I learned from the book that when Paulson’s friends ran a company, their firm found a willing (dupe) merger partner, with Hank’s help, and/or got bailed out by taxpayers. There are three notable examples.

Hank’s Golden Boys

1. John Thain

At Goldman Sachs (GS), Thain was one of the members of the committee that promoted Hank to the top job at Goldman Sachs. When Thain was the CEO of Merrill Lynch and busy decorating his office, but his buddy Hank pushed Ken Lewis, the then CEO of Bank of America (BAC), away from Lehman Brothers (where he could have gotten a deal) to Merrill Lynch where BofA’s shareholders got hosed. Paulson made it abundantly clear, going into the weekend of Lehman’s bankruptcy, that the government would not give a “Jamie” (Dimon) deal to BofA to buy Lehman. That decision made Merrill Lynch a much more appealing merger partner and helped preserve Thain’s stock compensation. Thain’s weekend of admiring himself in the mirror got ruined just before Lehman collapsed, but he did dump his worthless company for $29 per share.

2. Robert K. Steel

Robert K. Steel served under Hank Paulson at Goldman Sachs before helping out his country and Hank for a couple years at the U.S. Treasury. He then left to serve the shareholders of Wachovia as its CEO. Serve them he did! He used his connections at Treasury to win Wachovia the honor of being the first and only bank to ever receive the systematic risk exemption in the FDIC Improvement Act of 1991. Hank, of course, by law had to personally approve that, but Hank says he was asleep at 11 P.M. when one of his dedicated deputies, with Hank’s authorization, made the approval. If Wachovia had gone through FDIC receivership, Mr. Steel’s stock would have been worthless. We can’t let that happen to Hank’s friends!

Contrast this with Washington Mutual which a few days before did go through receivership, its debts were written down and its shareholders were wiped out. It was bought by JP Morgan Chase without government assistance which emerged strong and healthy because WaMu had fewer liabilities than it had before the FDIC receivership.

Instead of Mr.
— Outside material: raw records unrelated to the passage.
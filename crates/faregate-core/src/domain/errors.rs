//! Errors - handler が返す実行エラーとその分類

use std::fmt;

use serde::{Deserialize, Serialize};

/// Classification of a task execution failure.
///
/// The scheduler itself never acts on the kind; it is recorded so the
/// orchestrating controller can decide whether a retry makes sense.
#[derive(Debug, Clone, Copy, PartialEq, Eq, Hash, Serialize, Deserialize)]
#[serde(rename_all = "snake_case")]
pub enum ErrorKind {
    /// 一時的なエラー（ネットワーク断、レート制限など）
    Transient,
    /// 恒久的なエラー（パース失敗、不正なパラメータなど）
    Permanent,
    /// Storage / warehouse / process spawning failures.
    Infrastructure,
    /// The handler panicked. Captured at the worker boundary.
    Panicked,
}

impl ErrorKind {
    pub fn as_str(self) -> &'static str {
        match self {
            ErrorKind::Transient => "transient",
            ErrorKind::Permanent => "permanent",
            ErrorKind::Infrastructure => "infrastructure",
            ErrorKind::Panicked => "panicked",
        }
    }
}

impl fmt::Display for ErrorKind {
    fn fmt(&self, f: &mut fmt::Formatter<'_>) -> fmt::Result {
        f.write_str(self.as_str())
    }
}

/// Failure reported by a task handler (the task execution error).
///
/// Serialized as `{ "kind": ..., "message": ... }` and stored on the task
/// record as its `error_info`.
#[derive(Debug, Clone, PartialEq, Eq, Serialize, Deserialize, thiserror::Error)]
#[error("{kind}: {message}")]
pub struct TaskError {
    pub kind: ErrorKind,
    pub message: String,
}

impl TaskError {
    pub fn new(kind: ErrorKind, message: impl Into<String>) -> Self {
        Self {
            kind,
            message: message.into(),
        }
    }

    pub fn transient(message: impl Into<String>) -> Self {
        Self::new(ErrorKind::Transient, message)
    }

    pub fn permanent(message: impl Into<String>) -> Self {
        Self::new(ErrorKind::Permanent, message)
    }

    pub fn infrastructure(message: impl Into<String>) -> Self {
        Self::new(ErrorKind::Infrastructure, message)
    }

    pub(crate) fn panicked(message: impl Into<String>) -> Self {
        Self::new(ErrorKind::Panicked, message)
    }
}

#[cfg(test)]
mod tests {
    use super::*;

    #[test]
    fn display_includes_kind_and_message() {
        let err = TaskError::transient("connection reset");
        assert_eq!(err.to_string(), "transient: connection reset");
    }

    #[test]
    fn serializes_as_kind_and_message() {
        let err = TaskError::infrastructure("bucket unavailable");
        let v = serde_json::to_value(&err).unwrap();
        assert_eq!(v["kind"], "infrastructure");
        assert_eq!(v["message"], "bucket unavailable");
    }
}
Steel losing his stock, Wachovia got a government assisted deal that allowed Citigroup (C) to buy the company. Yet, the story does not end here. No, it turns out the IRS, which last I heard, was part of the U.S. Treasury Department, decided to hand a favorable tax ruling to Wells Fargo (WFC) so it could pay more than even Citigroup. If Well Fargo saves money on taxes, and hands most of that money to Wachovia’s shareholders, that is not a bailout! Wells Fargo today sits atop a pile of bad loans and all the liabilities that almost brought down Wachovia, but it can borrow like Fannie Mae and Freddie Mac because it is now “too big to fail.”

3. Lloyd Blankfein

We all know this story. Through many phone conversations which were edited out of Hank’s book, the CEO of Goldman Sachs, Lloyd Blankfein, impressed upon Hank the deep trouble that Goldman Sachs, Hank’s former baby, would be in if AIG went down. The three amigos, according to Paulson’s On the Brink—Hank, Ben (Bernanke), and Tim (Geither)—bailed out American International Group (AIG). Goldman Sachs took out a small sum of money, $14 billion, from AIG. Yet, we all know Goldman would have been fine if AIG would not have been bailed out. Those edited-out conversations with Mr. Blankfein were just two old friends swapping war stories.

I hope you have learned the lessons of Hank Paulson well. Hank teaches us that it is not what you do, it is not what you know, but it is who you know. If you wanted to run an insolvent bank in 2008, you should have been good friends with Henry M. Paulson, Jr.

Disclosure: I only have long positions in broad-based index funds. I do not own individual securities in the companies mentioned.